Electra è un granitico libro-stele che prova a decodificare il presente da una prospettiva personale. Non ci sono sconti per nessuno a cominciare dal flusso di pensieri, considerazioni e fatti che vengono raccontati in tutta la loro esplicita crudezza.

Come è nata Electra e com’è evoluta l’idea del libro dalla sua genesi?

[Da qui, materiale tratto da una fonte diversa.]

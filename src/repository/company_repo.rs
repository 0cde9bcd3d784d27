// ==========================================
// 劳动时间经济核算系统 - 企业仓储
// ==========================================
// 包含: 企业主数据、员工关系、入职邀请
// 红线: Repository 不含业务逻辑
// ==========================================

use crate::domain::user::{Company, CompanyWorkInvite};
use crate::repository::error::{RepositoryError, RepositoryResult};
use crate::repository::row_utils::{fmt_datetime, get_datetime, get_opt_datetime, get_uuid};
use chrono::NaiveDateTime;
use rusqlite::{params, Connection, OptionalExtension, Row};
use std::sync::{Arc, Mutex, MutexGuard};
use uuid::Uuid;

const SELECT_COLUMNS: &str = "SELECT company_id, name, email, means_account, raw_material_account, \
     work_account, product_account, registered_on, confirmed_on FROM company";

pub struct CompanyRepository {
    conn: Arc<Mutex<Connection>>,
}

impl CompanyRepository {
    pub fn new(conn: Arc<Mutex<Connection>>) -> Self {
        Self { conn }
    }

    fn get_conn(&self) -> RepositoryResult<MutexGuard<'_, Connection>> {
        self.conn
            .lock()
            .map_err(|e| RepositoryError::LockError(e.to_string()))
    }

    pub fn create_company(&self, company: &Company) -> RepositoryResult<()> {
        let conn = self.get_conn()?;
        insert_company(&conn, company)
    }

    pub fn find_by_id(&self, company_id: &Uuid) -> RepositoryResult<Option<Company>> {
        let conn = self.get_conn()?;
        let sql = format!("{} WHERE company_id = ?1", SELECT_COLUMNS);
        let company = conn
            .query_row(&sql, params![company_id.to_string()], map_company_row)
            .optional()?;
        Ok(company)
    }

    pub fn find_by_email(&self, email: &str) -> RepositoryResult<Option<Company>> {
        let conn = self.get_conn()?;
        let sql = format!("{} WHERE email = ?1", SELECT_COLUMNS);
        let company = conn.query_row(&sql, params![email], map_company_row).optional()?;
        Ok(company)
    }

    pub fn confirm_company(&self, company_id: &Uuid, confirmed_on: NaiveDateTime) -> RepositoryResult<()> {
        let conn = self.get_conn()?;
        let affected = conn.execute(
            "UPDATE company SET confirmed_on = ?1 WHERE company_id = ?2",
            params![fmt_datetime(&confirmed_on), company_id.to_string()],
        )?;
        if affected == 0 {
            return Err(RepositoryError::not_found("Company", company_id));
        }
        Ok(())
    }

    pub fn count_registered_companies(&self) -> RepositoryResult<i64> {
        let conn = self.get_conn()?;
        let count = conn.query_row("SELECT COUNT(*) FROM company", [], |row| row.get(0))?;
        Ok(count)
    }

    // ===== 员工关系 =====

    pub fn is_worker(&self, company_id: &Uuid, member_id: &Uuid) -> RepositoryResult<bool> {
        let conn = self.get_conn()?;
        let found = conn
            .query_row(
                "SELECT 1 FROM company_worker WHERE company_id = ?1 AND member_id = ?2",
                params![company_id.to_string(), member_id.to_string()],
                |_| Ok(true),
            )
            .optional()?
            .unwrap_or(false);
        Ok(found)
    }

    // ===== 入职邀请 =====

    pub fn create_work_invite(&self, company_id: &Uuid, member_id: &Uuid) -> RepositoryResult<CompanyWorkInvite> {
        let conn = self.get_conn()?;
        let invite = CompanyWorkInvite {
            id: Uuid::new_v4(),
            company: *company_id,
            member: *member_id,
        };
        conn.execute(
            "INSERT INTO company_work_invite (invite_id, company_id, member_id) VALUES (?1, ?2, ?3)",
            params![
                invite.id.to_string(),
                invite.company.to_string(),
                invite.member.to_string()
            ],
        )?;
        Ok(invite)
    }

    pub fn find_work_invite(&self, invite_id: &Uuid) -> RepositoryResult<Option<CompanyWorkInvite>> {
        let conn = self.get_conn()?;
        let invite = conn
            .query_row(
                "SELECT invite_id, company_id, member_id FROM company_work_invite WHERE invite_id = ?1",
                params![invite_id.to_string()],
                map_invite_row,
            )
            .optional()?;
        Ok(invite)
    }

    pub fn is_invited(&self, company_id: &Uuid, member_id: &Uuid) -> RepositoryResult<bool> {
        let conn = self.get_conn()?;
        let found = conn
            .query_row(
                "SELECT 1 FROM company_work_invite WHERE company_id = ?1 AND member_id = ?2",
                params![company_id.to_string(), member_id.to_string()],
                |_| Ok(true),
            )
            .optional()?
            .unwrap_or(false);
        Ok(found)
    }

    pub fn find_invites_for_member(&self, member_id: &Uuid) -> RepositoryResult<Vec<CompanyWorkInvite>> {
        let conn = self.get_conn()?;
        let mut stmt = conn.prepare(
            "SELECT invite_id, company_id, member_id FROM company_work_invite WHERE member_id = ?1 ORDER BY rowid",
        )?;
        let invites = stmt
            .query_map(params![member_id.to_string()], map_invite_row)?
            .collect::<rusqlite::Result<Vec<_>>>()?;
        Ok(invites)
    }
}

pub(crate) fn insert_worker(conn: &Connection, company_id: &Uuid, member_id: &Uuid) -> RepositoryResult<()> {
    conn.execute(
        "INSERT OR IGNORE INTO company_worker (company_id, member_id) VALUES (?1, ?2)",
        params![company_id.to_string(), member_id.to_string()],
    )?;
    Ok(())
}

pub(crate) fn remove_work_invite(conn: &Connection, invite_id: &Uuid) -> RepositoryResult<()> {
    conn.execute(
        "DELETE FROM company_work_invite WHERE invite_id = ?1",
        params![invite_id.to_string()],
    )?;
    Ok(())
}

pub(crate) fn insert_company(conn: &Connection, company: &Company) -> RepositoryResult<()> {
    conn.execute(
        r#"INSERT INTO company (
            company_id, name, email,
            means_account, raw_material_account, work_account, product_account,
            registered_on, confirmed_on
        ) VALUES (?1, ?2, ?3, ?4, ?5, ?6, ?7, ?8, ?9)"#,
        params![
            company.id.to_string(),
            company.name,
            company.email,
            company.means_account.to_string(),
            company.raw_material_account.to_string(),
            company.work_account.to_string(),
            company.product_account.to_string(),
            fmt_datetime(&company.registered_on),
            company.confirmed_on.as_ref().map(fmt_datetime),
        ],
    )?;
    Ok(())
}

pub(crate) fn map_company_row(row: &Row<'_>) -> rusqlite::Result<Company> {
    Ok(Company {
        id: get_uuid(row, 0)?,
        name: row.get(1)?,
        email: row.get(2)?,
        means_account: get_uuid(row, 3)?,
        raw_material_account: get_uuid(row, 4)?,
        work_account: get_uuid(row, 5)?,
        product_account: get_uuid(row, 6)?,
        registered_on: get_datetime(row, 7)?,
        confirmed_on: get_opt_datetime(row, 8)?,
    })
}

fn map_invite_row(row: &Row<'_>) -> rusqlite::Result<CompanyWorkInvite> {
    Ok(CompanyWorkInvite {
        id: get_uuid(row, 0)?,
        company: get_uuid(row, 1)?,
        member: get_uuid(row, 2)?,
    })
}
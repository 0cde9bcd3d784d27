// ==========================================
// 劳动时间经济核算系统 - 领域类型定义
// ==========================================

use rust_decimal::Decimal;
use serde::{Deserialize, Serialize};
use std::fmt;

// ==========================================
// 账户类型 (Account Type)
// ==========================================
// 企业四个账户 + 成员账户 + 社会核算账户
#[derive(Debug, Clone, Copy, PartialEq, Eq, Hash, Serialize, Deserialize)]
#[serde(rename_all = "snake_case")]
pub enum AccountType {
    Means,       // p: 固定生产资料
    RawMaterial, // r: 流动生产资料
    Labour,      // a: 劳动
    Product,     // prd: 产品
    Member,      // 成员消费账户
    Accounting,  // 社会核算
}

impl AccountType {
    /// 转换为数据库存储的字符串
    pub fn to_db_str(&self) -> &'static str {
        match self {
            AccountType::Means => "p",
            AccountType::RawMaterial => "r",
            AccountType::Labour => "a",
            AccountType::Product => "prd",
            AccountType::Member => "member",
            AccountType::Accounting => "accounting",
        }
    }

    /// 从数据库字符串解析，未知值返回 None
    pub fn parse(s: &str) -> Option<Self> {
        match s.trim() {
            "p" => Some(AccountType::Means),
            "r" => Some(AccountType::RawMaterial),
            "a" => Some(AccountType::Labour),
            "prd" => Some(AccountType::Product),
            "member" => Some(AccountType::Member),
            "accounting" => Some(AccountType::Accounting),
            _ => None,
        }
    }
}

impl fmt::Display for AccountType {
    fn fmt(&self, f: &mut fmt::Formatter<'_>) -> fmt::Result {
        write!(f, "{}", self.to_db_str())
    }
}

// ==========================================
// 购买用途 (Purpose of Purchase)
// ==========================================
#[derive(Debug, Clone, Copy, PartialEq, Eq, Serialize, Deserialize)]
#[serde(rename_all = "snake_case")]
pub enum PurposeOfPurchase {
    MeansOfProduction, // 固定生产资料
    RawMaterials,      // 流动生产资料
    Consumption,       // 个人消费
}

impl PurposeOfPurchase {
    pub fn to_db_str(&self) -> &'static str {
        match self {
            PurposeOfPurchase::MeansOfProduction => "means_of_prod",
            PurposeOfPurchase::RawMaterials => "raw_materials",
            PurposeOfPurchase::Consumption => "consumption",
        }
    }

    pub fn parse(s: &str) -> Option<Self> {
        match s.trim() {
            "means_of_prod" => Some(PurposeOfPurchase::MeansOfProduction),
            "raw_materials" => Some(PurposeOfPurchase::RawMaterials),
            "consumption" => Some(PurposeOfPurchase::Consumption),
            _ => None,
        }
    }

    /// 是否为生产性消费（企业采购）
    pub fn is_productive(&self) -> bool {
        !matches!(self, PurposeOfPurchase::Consumption)
    }
}

impl fmt::Display for PurposeOfPurchase {
    fn fmt(&self, f: &mut fmt::Formatter<'_>) -> fmt::Result {
        write!(f, "{}", self.to_db_str())
    }
}

// ==========================================
// 交易类型 (Transaction Type)
// ==========================================
// 账户明细中每笔交易相对于查看者的分类
#[derive(Debug, Clone, Copy, PartialEq, Eq, Serialize, Deserialize)]
#[serde(rename_all = "snake_case")]
pub enum TransactionType {
    CreditForWages,
    PaymentOfWages,
    IncomingWages,
    CreditForFixedMeans,
    PaymentOfFixedMeans,
    CreditForLiquidMeans,
    PaymentOfLiquidMeans,
    ExpectedSales,
    SaleOfConsumerProduct,
    PaymentOfConsumerProduct,
    SaleOfFixedMeans,
    SaleOfLiquidMeans,
}

impl TransactionType {
    /// 是否为销售（产品账户入账）
    pub fn is_sale(&self) -> bool {
        matches!(
            self,
            TransactionType::SaleOfConsumerProduct
                | TransactionType::SaleOfFixedMeans
                | TransactionType::SaleOfLiquidMeans
        )
    }
}

impl fmt::Display for TransactionType {
    fn fmt(&self, f: &mut fmt::Formatter<'_>) -> fmt::Result {
        let s = match self {
            TransactionType::CreditForWages => "Credit for wages",
            TransactionType::PaymentOfWages => "Payment of wages",
            TransactionType::IncomingWages => "Incoming wages",
            TransactionType::CreditForFixedMeans => "Credit for fixed means of production",
            TransactionType::PaymentOfFixedMeans => "Payment of fixed means of production",
            TransactionType::CreditForLiquidMeans => "Credit for liquid means of production",
            TransactionType::PaymentOfLiquidMeans => "Payment of liquid means of production",
            TransactionType::ExpectedSales => "Debit expected sales",
            TransactionType::SaleOfConsumerProduct => "Sale of consumer product",
            TransactionType::PaymentOfConsumerProduct => "Payment of consumer product",
            TransactionType::SaleOfFixedMeans => "Sale of fixed means of production",
            TransactionType::SaleOfLiquidMeans => "Sale of liquid means of production",
        };
        write!(f, "{}", s)
    }
}

// ==========================================
// 相对偏差 (Deviation)
// ==========================================
// 余额相对预期的百分比；预期为 0 而余额非 0 时为无穷
#[derive(Debug, Clone, Copy, PartialEq, Eq, Serialize, Deserialize)]
pub enum Deviation {
    Finite(Decimal),
    Infinite,
}

impl Deviation {
    /// |balance / expectation| × 100
    pub fn relative(balance: Decimal, expectation: Decimal) -> Self {
        if expectation.is_zero() {
            if balance.is_zero() {
                Deviation::Finite(Decimal::ZERO)
            } else {
                Deviation::Infinite
            }
        } else {
            Deviation::Finite((balance / expectation).abs() * Decimal::ONE_HUNDRED)
        }
    }
}

impl fmt::Display for Deviation {
    fn fmt(&self, f: &mut fmt::Formatter<'_>) -> fmt::Result {
        match self {
            Deviation::Finite(v) => write!(f, "{}", v.round_dp(2)),
            Deviation::Infinite => write!(f, "inf"),
        }
    }
}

Eccoci qui. Intanto sono abbastanza felice di essere ospite qui su Grazia, visto che sulla versione di carta ci ho tenuto una rubrica e ci ho scritto da ragazza per circa un anno invece di andare in rehab (ha funzionato!). Il libro nasce da una piccola quantità di materiali/appunti che via via mettevo da parte mentre ancora stavo scrivendo per diverse riviste in lingua inglese con il nome Barbara Genova e soprattutto mentre stavo vivendo blindata, senza che nessuno avesse accesso alla mia identità precedente - né alla mia vita di tutti i giorni sul piano personale. Volevo raccontare la storia di alcuni anni in cui la mia vita era cambiata completamente: c’erano gli ultimi mesi della “vita pubblica” di Violetta Bellocchio, compreso un assalto da parte di uno sconosciuto per strada che mi aveva fiondato in un mondo non solo spaventoso ma profondamente stupido. C’era stato un lungo anno di isolamento e di relativa pace durante i lockdown del 2020, in cui avevo la possibilità di muovermi a volto coperto senza attirare l’attenzione di nessuno e c’erano poi stati i due anni in cui scrivevo in totale libertà con il nome Barbara Genova, senza lasciare in giro mezzo indizio della mia vita di prima. Tra l’altro io vivevo lontana dai riflettori e mi presentavo come Barbara ovunque andavo, con massima serenità e accettazione da parte dei vicini di casa, dei nuovi colleghi e via dicendo. Rispetto a un documento progettuale che avevo messo su carta per me, il libro finito è poi diventato più scorrevole.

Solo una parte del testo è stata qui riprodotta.